//! The seam between the plugin core and the hosting workbench.
//!
//! The core never talks to a windowing toolkit directly. A host implements
//! [`Workbench`] and [`Window`]; the coordinator subscribes to window and
//! lifecycle events through it and marshals work onto the UI thread with
//! [`Workbench::run_on_ui_thread`]. Startup hooks running on other threads
//! reach the UI thread through a [`UiScheduler`].

use std::fmt;
use std::rc::Rc;

use crate::error::Result;
use crate::icon::IconSet;

/// Identity of a top-level window, unique for the window's lifetime.
#[derive(Debug, Clone, Copy, PartialEq, Eq, PartialOrd, Ord, Hash)]
pub struct WindowId(pub u64);

impl fmt::Display for WindowId {
    fn fmt(&self, f: &mut fmt::Formatter<'_>) -> fmt::Result {
        write!(f, "window#{}", self.0)
    }
}

/// A top-level workbench window.
///
/// All calls happen on the UI thread.
pub trait Window {
    fn id(&self) -> WindowId;

    /// Disposed windows must not be written to.
    fn is_disposed(&self) -> bool;

    fn title(&self) -> String;

    fn set_title(&self, title: &str);

    /// Replaces the window's icons. The host copies what it needs.
    fn set_icons(&self, icons: &IconSet);
}

/// Event topics a subscriber can listen to.
#[derive(Debug, Clone, Copy, PartialEq, Eq, Hash)]
pub enum Topic {
    /// Window opened and closed.
    Windows,
    /// Workbench shutdown.
    Lifecycle,
}

/// An event delivered on the UI thread.
#[derive(Clone)]
pub enum WorkbenchEvent {
    WindowOpened(Rc<dyn Window>),
    WindowClosed(Rc<dyn Window>),
    Shutdown,
}

impl WorkbenchEvent {
    pub fn topic(&self) -> Topic {
        match self {
            Self::WindowOpened(_) | Self::WindowClosed(_) => Topic::Windows,
            Self::Shutdown => Topic::Lifecycle,
        }
    }
}

impl fmt::Debug for WorkbenchEvent {
    fn fmt(&self, f: &mut fmt::Formatter<'_>) -> fmt::Result {
        match self {
            Self::WindowOpened(w) => f.debug_tuple("WindowOpened").field(&w.id()).finish(),
            Self::WindowClosed(w) => f.debug_tuple("WindowClosed").field(&w.id()).finish(),
            Self::Shutdown => f.write_str("Shutdown"),
        }
    }
}

/// Handle returned by [`Workbench::subscribe`].
#[derive(Debug, Clone, Copy, PartialEq, Eq, Hash)]
pub struct SubscriptionId(pub u64);

pub type EventHandler = Box<dyn FnMut(&WorkbenchEvent)>;

/// The hosting workbench.
pub trait Workbench {
    /// Currently open top-level windows.
    fn windows(&self) -> Vec<Rc<dyn Window>>;

    /// Registers `handler` for events of `topic`.
    fn subscribe(&self, topic: Topic, handler: EventHandler) -> Result<SubscriptionId>;

    fn unsubscribe(&self, id: SubscriptionId) -> Result<()>;

    /// Runs `task` on the UI thread, asynchronously.
    fn run_on_ui_thread(&self, task: Box<dyn FnOnce()>);
}

/// Hands tasks to the UI thread from any thread.
pub trait UiScheduler: Send + Sync {
    /// Queues `task` to run on the UI thread and returns immediately.
    fn schedule(&self, task: Box<dyn FnOnce() + Send>);
}

// ============================================================================
// Test host
// ============================================================================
⁂
=== Exercise directions ===
Your job is to give the data above again exactly, in full.

=== Solution to the problem ===
//! The seam between the plugin core and the hosting workbench.
//!
//! The core never talks to a windowing toolkit directly. A host implements
//! [`Workbench`] and [`Window`]; the coordinator subscribes to window and
//! lifecycle events through it and marshals work onto the UI thread with
//! [`Workbench::run_on_ui_thread`]. Startup hooks running on other threads
//! reach the UI thread through a [`UiScheduler`].

use std::fmt;
use std::rc::Rc;

use crate::error::Result;
use crate::icon::IconSet;

/// Identity of a top-level window, unique for the window's lifetime.
#[derive(Debug, Clone, Copy, PartialEq, Eq, PartialOrd, Ord, Hash)]
pub struct WindowId(pub u64);

impl fmt::Display for WindowId {
    fn fmt(&self, f: &mut fmt::Formatter<'_>) -> fmt::Result {
        write!(f, "window#{}", self.0)
    }
}

/// A top-level workbench window.
///
/// All calls happen on the UI thread.
pub trait Window {
    fn id(&self) -> WindowId;

    /// Disposed windows must not be written to.
    fn is_disposed(&self) -> bool;

    fn title(&self) -> String;

    fn set_title(&self, title: &str);

    /// Replaces the window's icons. The host copies what it needs.
    fn set_icons(&self, icons: &IconSet);
}

/// Event topics a subscriber can listen to.
#[derive(Debug, Clone, Copy, PartialEq, Eq, Hash)]
pub enum Topic {
    /// Window opened and closed.
    Windows,
    /// Workbench shutdown.
    Lifecycle,
}

/// An event delivered on the UI thread.
#[derive(Clone)]
pub enum WorkbenchEvent {
    WindowOpened(Rc<dyn Window>),
    WindowClosed(Rc<dyn Window>),
    Shutdown,
}

impl WorkbenchEvent {
    pub fn topic(&self) -> Topic {
        match self {
            Self::WindowOpened(_) | Self::WindowClosed(_) => Topic::Windows,
            Self::Shutdown => Topic::Lifecycle,
        }
    }
}

impl fmt::Debug for WorkbenchEvent {
    fn fmt(&self, f: &mut fmt::Formatter<'_>) -> fmt::Result {
        match self {
            Self::WindowOpened(w) => f.debug_tuple("WindowOpened").field(&w.id()).finish(),
            Self::WindowClosed(w) => f.debug_tuple("WindowClosed").field(&w.id()).finish(),
            Self::Shutdown => f.write_str("Shutdown"),
        }
    }
}

/// Handle returned by [`Workbench::subscribe`].
#[derive(Debug, Clone, Copy, PartialEq, Eq, Hash)]
pub struct SubscriptionId(pub u64);

pub type EventHandler = Box<dyn FnMut(&WorkbenchEvent)>;

/// The hosting workbench.
pub trait Workbench {
    /// Currently open top-level windows.
    fn windows(&self) -> Vec<Rc<dyn Window>>;

    /// Registers `handler` for events of `topic`.
    fn subscribe(&self, topic: Topic, handler: EventHandler) -> Result<SubscriptionId>;

    fn unsubscribe(&self, id: SubscriptionId) -> Result<()>;

    /// Runs `task` on the UI thread, asynchronously.
    fn run_on_ui_thread(&self, task: Box<dyn FnOnce()>);
}

/// Hands tasks to the UI thread from any thread.
pub trait UiScheduler: Send + Sync {
    /// Queues `task` to run on the UI thread and returns immediately.
    fn schedule(&self, task: Box<dyn FnOnce() + Send>);
}

// ============================================================================
// Test host
// ============================================================================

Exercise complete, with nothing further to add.